— Input data —
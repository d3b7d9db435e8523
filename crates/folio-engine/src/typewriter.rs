//! Hero subtitle typewriter
//!
//! Reveals the subtitle one character per interval, starting after a
//! delay. The first character lands at the start instant, so the visible
//! prefix is a pure function of elapsed time. Runs once per page load;
//! a cancelled run cannot be restarted.

use crate::error::{PageError, PageResult};
use crate::ops::DomOp;

/// Typing interval when none is configured
pub const DEFAULT_TYPE_INTERVAL_MS: f64 = 100.0;

#[derive(Clone, Debug)]
struct TypeRun {
    text: Vec<char>,
    interval_ms: f64,
    start_at: f64,
    emitted: Option<usize>,
}

/// One-shot typewriter over the hero subtitle text
#[derive(Clone, Debug, Default)]
pub struct Typewriter {
    run: Option<TypeRun>,
    finished: bool,
}

impl Typewriter {
    /// Create an idle typewriter
    pub fn new() -> Self {
        Self::default()
    }

    /// Schedule a run over `text` beginning at `start_at`. Fails if a run
    /// was already scheduled or has already played.
    pub fn start(&mut self, text: &str, interval_ms: f64, start_at: f64) -> PageResult<()> {
        if self.finished || self.run.is_some() {
            return Err(PageError::InvalidOperation {
                op: "typewriter_start",
                reason: "typewriter already ran",
            });
        }

        self.run = Some(TypeRun {
            text: text.chars().collect(),
            interval_ms: if interval_ms > 0.0 {
                interval_ms
            } else {
                DEFAULT_TYPE_INTERVAL_MS
            },
            start_at,
            emitted: None,
        });
        Ok(())
    }

    /// Emit the visible prefix for `now` when it has grown
    pub fn tick(&mut self, now: f64, ops: &mut Vec<DomOp>) {
        let Some(run) = self.run.as_mut() else {
            return;
        };
        if now < run.start_at {
            return;
        }

        let elapsed = now - run.start_at;
        let typed = ((elapsed / run.interval_ms).floor() as usize + 1).min(run.text.len());

        if run.emitted != Some(typed) {
            run.emitted = Some(typed);
            ops.push(DomOp::TypeText {
                text: run.text[..typed].iter().collect(),
            });
        }

        if typed == run.text.len() {
            self.run = None;
            self.finished = true;
        }
    }

    /// Stop mid-word. The run cannot be restarted afterwards.
    pub fn cancel(&mut self) {
        if self.run.take().is_some() {
            self.finished = true;
        }
    }

    /// Whether a run is scheduled or typing
    pub fn is_active(&self) -> bool {
        self.run.is_some()
    }

    /// Whether the run has played (or was cancelled)
    pub fn is_finished(&self) -> bool {
        self.finished
    }
}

— Problem to work on —
How many lines of the entries contain the word "Option"? Only the number is wanted.

— Your response —
2